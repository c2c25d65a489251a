//! Wall-clock abstraction
//!
//! The cache, rate limiter, and persistent store are all driven by record age, so
//! they take an injected clock rather than reading system time directly. Production
//! code uses [`SystemClock`]; tests use [`ManualClock`] to simulate the passage of
//! time without sleeping.

use chrono::{DateTime, TimeZone, Utc};
use std::sync::atomic::{AtomicI64, Ordering};
use std::sync::Arc;
use std::time::Duration;

/// Source of wall-clock time, in epoch milliseconds
pub trait Clock: Send + Sync {
    /// Current time as milliseconds since the Unix epoch
    fn now_ms(&self) -> i64;

    /// Current time as a chrono timestamp
    fn now(&self) -> DateTime<Utc> {
        Utc.timestamp_millis_opt(self.now_ms())
            .single()
            .unwrap_or_else(Utc::now)
    }
}

/// Real system clock
#[derive(Debug, Clone, Default)]
pub struct SystemClock;

impl Clock for SystemClock {
    fn now_ms(&self) -> i64 {
        Utc::now().timestamp_millis()
    }
}

/// Manually advanced clock for tests
///
/// Starts at an arbitrary fixed instant; `advance` moves it forward.
#[derive(Debug, Clone)]
pub struct ManualClock {
    now_ms: Arc<AtomicI64>,
}

impl ManualClock {
    /// Create a clock fixed at the given epoch-milliseconds instant
    pub fn new(start_ms: i64) -> Self {
        Self {
            now_ms: Arc::new(AtomicI64::new(start_ms)),
        }
    }

    /// Move the clock forward
    pub fn advance(&self, by: Duration) {
        self.now_ms.fetch_add(by.as_millis() as i64, Ordering::SeqCst);
    }

    /// Set the clock to an absolute instant
    pub fn set(&self, ms: i64) {
        self.now_ms.store(ms, Ordering::SeqCst);
    }
}

impl Default for ManualClock {
    fn default() -> Self {
        // 2026-01-01T00:00:00Z, arbitrary but stable for assertions
        Self::new(1_767_225_600_000)
    }
}

impl Clock for ManualClock {
    fn now_ms(&self) -> i64 {
        self.now_ms.load(Ordering::SeqCst)
    }
}

#[cfg(test)]
mod tests {
    use super::*;

    #[test]
    fn test_system_clock_is_monotonic_enough() {
        let clock = SystemClock;
        let a = clock.now_ms();
        let b = clock.now_ms();
        assert!(b >= a);
    }

    #[test]
    fn test_manual_clock_advance() {
        let clock = ManualClock::new(1_000);
        assert_eq!(clock.now_ms(), 1_000);

        clock.advance(Duration::from_secs(60));
        assert_eq!(clock.now_ms(), 61_000);

        clock.set(5_000);
        assert_eq!(clock.now_ms(), 5_000);
    }

    #[test]
    fn test_manual_clock_shares_state_across_clones() {
        let clock = ManualClock::new(0);
        let other = clock.clone();

        clock.advance(Duration::from_millis(250));
        assert_eq!(other.now_ms(), 250);
    }
}
//! Cache layer for fetched hazard resources
//!
//! Provides an in-memory TTL store keyed by logical resource name, with
//! age-based freshness tiers for the presentation layer.

mod store;

pub use store::{CacheStore, FreshnessTier};
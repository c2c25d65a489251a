//! Severity scoring
//!
//! Pure, deterministic mapping from hazard measurements to a bounded score and
//! display tier. Never persisted; always recomputed from source measurements.

use serde::{Deserialize, Serialize};

/// Rainfall normalization domain upper bound (mm)
const RAINFALL_DOMAIN_MM: f64 = 500.0;
/// Wind normalization domain upper bound (km/h)
const WIND_DOMAIN_KMH: f64 = 200.0;

const RAINFALL_WEIGHT: f64 = 0.4;
const WIND_WEIGHT: f64 = 0.3;
const FLOODING_WEIGHT: f64 = 0.3;

/// Flooding risk reported for a district
#[derive(Debug, Clone, Copy, PartialEq, Eq, Serialize, Deserialize)]
#[serde(rename_all = "lowercase")]
pub enum FloodingRisk {
    Low,
    Moderate,
    High,
}

impl FloodingRisk {
    /// Fixed ordinal contribution on the 0-10 scale
    fn ordinal_score(self) -> f64 {
        match self {
            FloodingRisk::Low => 2.0,
            FloodingRisk::Moderate => 5.0,
            FloodingRisk::High => 9.0,
        }
    }
}

/// Display color tier derived from the final score
#[derive(Debug, Clone, Copy, PartialEq, Eq, Serialize, Deserialize)]
#[serde(rename_all = "lowercase")]
pub enum SeverityColor {
    Yellow,
    Orange,
    Red,
}

/// Coarse severity level, same boundaries as the color tier
#[derive(Debug, Clone, Copy, PartialEq, Eq, Serialize, Deserialize)]
#[serde(rename_all = "lowercase")]
pub enum SeverityLevel {
    Low,
    Moderate,
    High,
}

/// Result of scoring one set of measurements
#[derive(Debug, Clone, Copy, PartialEq, Serialize, Deserialize)]
pub struct SeverityResult {
    /// Final weighted score, one decimal, in [0, 10]
    pub score: f64,
    pub color: SeverityColor,
    pub level: SeverityLevel,
}

/// A generic hazard indicator for the weighted-average entry point
#[derive(Debug, Clone, Serialize, Deserialize)]
pub struct HazardIndicator {
    /// Indicator kind, e.g. "storm-surge"
    pub kind: String,
    /// Value on the common 0-10 scale
    pub value: f64,
    /// Relative weight, must be positive to count
    pub weight: f64,
}

/// Clamp a possibly non-finite value into [lo, hi]
fn clamp(value: f64, lo: f64, hi: f64) -> f64 {
    if value.is_nan() {
        return lo;
    }
    value.max(lo).min(hi)
}

/// Normalize a measurement linearly from [0, domain] onto [0, 10], clamped
fn normalize(value: f64, domain: f64) -> f64 {
    clamp(value / domain * 10.0, 0.0, 10.0)
}

/// Round to one decimal place
fn round_one_decimal(value: f64) -> f64 {
    (value * 10.0).round() / 10.0
}

/// Color tier on the final score: yellow up to 3.9, orange 4.0-6.9, red from 7.0
fn color_for(score: f64) -> SeverityColor {
    let score = clamp(score, 0.0, 10.0);
    if score < 4.0 {
        SeverityColor::Yellow
    } else if score < 7.0 {
        SeverityColor::Orange
    } else {
        SeverityColor::Red
    }
}

fn level_for(score: f64) -> SeverityLevel {
    let score = clamp(score, 0.0, 10.0);
    if score < 4.0 {
        SeverityLevel::Low
    } else if score < 7.0 {
        SeverityLevel::Moderate
    } else {
        SeverityLevel::High
    }
}

/// Score a district's measurements
///
/// Total for any finite or non-finite numeric input: out-of-domain and NaN values
/// are clamped rather than rejected.
pub fn calculate_severity(
    rainfall_mm: f64,
    wind_kmh: f64,
    flooding: FloodingRisk,
) -> SeverityResult {
    let rainfall_norm = normalize(rainfall_mm, RAINFALL_DOMAIN_MM);
    let wind_norm = normalize(wind_kmh, WIND_DOMAIN_KMH);
    let flooding_score = flooding.ordinal_score();

    let weighted = RAINFALL_WEIGHT * rainfall_norm
        + WIND_WEIGHT * wind_norm
        + FLOODING_WEIGHT * flooding_score;
    let score = round_one_decimal(clamp(weighted, 0.0, 10.0));

    SeverityResult {
        score,
        color: color_for(score),
        level: level_for(score),
    }
}

/// Weighted average over an arbitrary set of indicators
///
/// Generalized entry point for hazard types beyond the rainfall/wind/flooding
/// triple. Values are clamped to [0, 10]; indicators with non-positive weights are
/// skipped; an empty (or fully skipped) list scores 0.
pub fn combined_score(indicators: &[HazardIndicator]) -> f64 {
    let mut weighted_sum = 0.0;
    let mut weight_total = 0.0;

    for indicator in indicators {
        if !indicator.weight.is_finite() || indicator.weight <= 0.0 {
            continue;
        }
        weighted_sum += clamp(indicator.value, 0.0, 10.0) * indicator.weight;
        weight_total += indicator.weight;
    }

    if weight_total == 0.0 {
        return 0.0;
    }

    round_one_decimal(weighted_sum / weight_total)
}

#### Exercise directions:
All of the records above are to be returned exactly as they stand.

#### Solution:
repository c2c25d65a489251a
//! Wall-clock abstraction
//!
//! The cache, rate limiter, and persistent store are all driven by record age, so
//! they take an injected clock rather than reading system time directly. Production
//! code uses [`SystemClock`]; tests use [`ManualClock`] to simulate the passage of
//! time without sleeping.

use chrono::{DateTime, TimeZone, Utc};
use std::sync::atomic::{AtomicI64, Ordering};
use std::sync::Arc;
use std::time::Duration;

/// Source of wall-clock time, in epoch milliseconds
pub trait Clock: Send + Sync {
    /// Current time as milliseconds since the Unix epoch
    fn now_ms(&self) -> i64;

    /// Current time as a chrono timestamp
    fn now(&self) -> DateTime<Utc> {
        Utc.timestamp_millis_opt(self.now_ms())
            .single()
            .unwrap_or_else(Utc::now)
    }
}

/// Real system clock
#[derive(Debug, Clone, Default)]
pub struct SystemClock;

impl Clock for SystemClock {
    fn now_ms(&self) -> i64 {
        Utc::now().timestamp_millis()
    }
}

/// Manually advanced clock for tests
///
/// Starts at an arbitrary fixed instant; `advance` moves it forward.
#[derive(Debug, Clone)]
pub struct ManualClock {
    now_ms: Arc<AtomicI64>,
}

impl ManualClock {
    /// Create a clock fixed at the given epoch-milliseconds instant
    pub fn new(start_ms: i64) -> Self {
        Self {
            now_ms: Arc::new(AtomicI64::new(start_ms)),
        }
    }

    /// Move the clock forward
    pub fn advance(&self, by: Duration) {
        self.now_ms.fetch_add(by.as_millis() as i64, Ordering::SeqCst);
    }

    /// Set the clock to an absolute instant
    pub fn set(&self, ms: i64) {
        self.now_ms.store(ms, Ordering::SeqCst);
    }
}

impl Default for ManualClock {
    fn default() -> Self {
        // 2026-01-01T00:00:00Z, arbitrary but stable for assertions
        Self::new(1_767_225_600_000)
    }
}

impl Clock for ManualClock {
    fn now_ms(&self) -> i64 {
        self.now_ms.load(Ordering::SeqCst)
    }
}

#[cfg(test)]
mod tests {
    use super::*;

    #[test]
    fn test_system_clock_is_monotonic_enough() {
        let clock = SystemClock;
        let a = clock.now_ms();
        let b = clock.now_ms();
        assert!(b >= a);
    }

    #[test]
    fn test_manual_clock_advance() {
        let clock = ManualClock::new(1_000);
        assert_eq!(clock.now_ms(), 1_000);

        clock.advance(Duration::from_secs(60));
        assert_eq!(clock.now_ms(), 61_000);

        clock.set(5_000);
        assert_eq!(clock.now_ms(), 5_000);
    }

    #[test]
    fn test_manual_clock_shares_state_across_clones() {
        let clock = ManualClock::new(0);
        let other = clock.clone();

        clock.advance(Duration::from_millis(250));
        assert_eq!(other.now_ms(), 250);
    }
}
//! Cache layer for fetched hazard resources
//!
//! Provides an in-memory TTL store keyed by logical resource name, with
//! age-based freshness tiers for the presentation layer.

mod store;

pub use store::{CacheStore, FreshnessTier};
repository c2c25d65a489251a
//! Severity scoring
//!
//! Pure, deterministic mapping from hazard measurements to a bounded score and
//! display tier. Never persisted; always recomputed from source measurements.

use serde::{Deserialize, Serialize};

/// Rainfall normalization domain upper bound (mm)
const RAINFALL_DOMAIN_MM: f64 = 500.0;
/// Wind normalization domain upper bound (km/h)
const WIND_DOMAIN_KMH: f64 = 200.0;

const RAINFALL_WEIGHT: f64 = 0.4;
const WIND_WEIGHT: f64 = 0.3;
const FLOODING_WEIGHT: f64 = 0.3;

/// Flooding risk reported for a district
#[derive(Debug, Clone, Copy, PartialEq, Eq, Serialize, Deserialize)]
#[serde(rename_all = "lowercase")]
pub enum FloodingRisk {
    Low,
    Moderate,
    High,
}

impl FloodingRisk {
    /// Fixed ordinal contribution on the 0-10 scale
    fn ordinal_score(self) -> f64 {
        match self {
            FloodingRisk::Low => 2.0,
            FloodingRisk::Moderate => 5.0,
            FloodingRisk::High => 9.0,
        }
    }
}

/// Display color tier derived from the final score
#[derive(Debug, Clone, Copy, PartialEq, Eq, Serialize, Deserialize)]
#[serde(rename_all = "lowercase")]
pub enum SeverityColor {
    Yellow,
    Orange,
    Red,
}

/// Coarse severity level, same boundaries as the color tier
#[derive(Debug, Clone, Copy, PartialEq, Eq, Serialize, Deserialize)]
#[serde(rename_all = "lowercase")]
pub enum SeverityLevel {
    Low,
    Moderate,
    High,
}

/// Result of scoring one set of measurements
#[derive(Debug, Clone, Copy, PartialEq, Serialize, Deserialize)]
pub struct SeverityResult {
    /// Final weighted score, one decimal, in [0, 10]
    pub score: f64,
    pub color: SeverityColor,
    pub level: SeverityLevel,
}

/// A generic hazard indicator for the weighted-average entry point
#[derive(Debug, Clone, Serialize, Deserialize)]
pub struct HazardIndicator {
    /// Indicator kind, e.g. "storm-surge"
    pub kind: String,
    /// Value on the common 0-10 scale
    pub value: f64,
    /// Relative weight, must be positive to count
    pub weight: f64,
}

/// Clamp a possibly non-finite value into [lo, hi]
fn clamp(value: f64, lo: f64, hi: f64) -> f64 {
    if value.is_nan() {
        return lo;
    }
    value.max(lo).min(hi)
}

/// Normalize a measurement linearly from [0, domain] onto [0, 10], clamped
fn normalize(value: f64, domain: f64) -> f64 {
    clamp(value / domain * 10.0, 0.0, 10.0)
}

/// Round to one decimal place
fn round_one_decimal(value: f64) -> f64 {
    (value * 10.0).round() / 10.0
}

/// Color tier on the final score: yellow up to 3.9, orange 4.0-6.9, red from 7.0
fn color_for(score: f64) -> SeverityColor {
    let score = clamp(score, 0.0, 10.0);
    if score < 4.0 {
        SeverityColor::Yellow
    } else if score < 7.0 {
        SeverityColor::Orange
    } else {
        SeverityColor::Red
    }
}

fn level_for(score: f64) -> SeverityLevel {
    let score = clamp(score, 0.0, 10.0);
    if score < 4.0 {
        SeverityLevel::Low
    } else if score < 7.0 {
        SeverityLevel::Moderate
    } else {
        SeverityLevel::High
    }
}

/// Score a district's measurements
///
/// Total for any finite or non-finite numeric input: out-of-domain and NaN values
/// are clamped rather than rejected.
pub fn calculate_severity(
    rainfall_mm: f64,
    wind_kmh: f64,
    flooding: FloodingRisk,
) -> SeverityResult {
    let rainfall_norm = normalize(rainfall_mm, RAINFALL_DOMAIN_MM);
    let wind_norm = normalize(wind_kmh, WIND_DOMAIN_KMH);
    let flooding_score = flooding.ordinal_score();

    let weighted = RAINFALL_WEIGHT * rainfall_norm
        + WIND_WEIGHT * wind_norm
        + FLOODING_WEIGHT * flooding_score;
    let score = round_one_decimal(clamp(weighted, 0.0, 10.0));

    SeverityResult {
        score,
        color: color_for(score),
        level: level_for(score),
    }
}

/// Weighted average over an arbitrary set of indicators
///
/// Generalized entry point for hazard types beyond the rainfall/wind/flooding
/// triple. Values are clamped to [0, 10]; indicators with non-positive weights are
/// skipped; an empty (or fully skipped) list scores 0.
pub fn combined_score(indicators: &[HazardIndicator]) -> f64 {
    let mut weighted_sum = 0.0;
    let mut weight_total = 0.0;

    for indicator in indicators {
        if !indicator.weight.is_finite() || indicator.weight <= 0.0 {
            continue;
        }
        weighted_sum += clamp(indicator.value, 0.0, 10.0) * indicator.weight;
        weight_total += indicator.weight;
    }

    if weight_total == 0.0 {
        return 0.0;
    }

    round_one_decimal(weighted_sum / weight_total)
}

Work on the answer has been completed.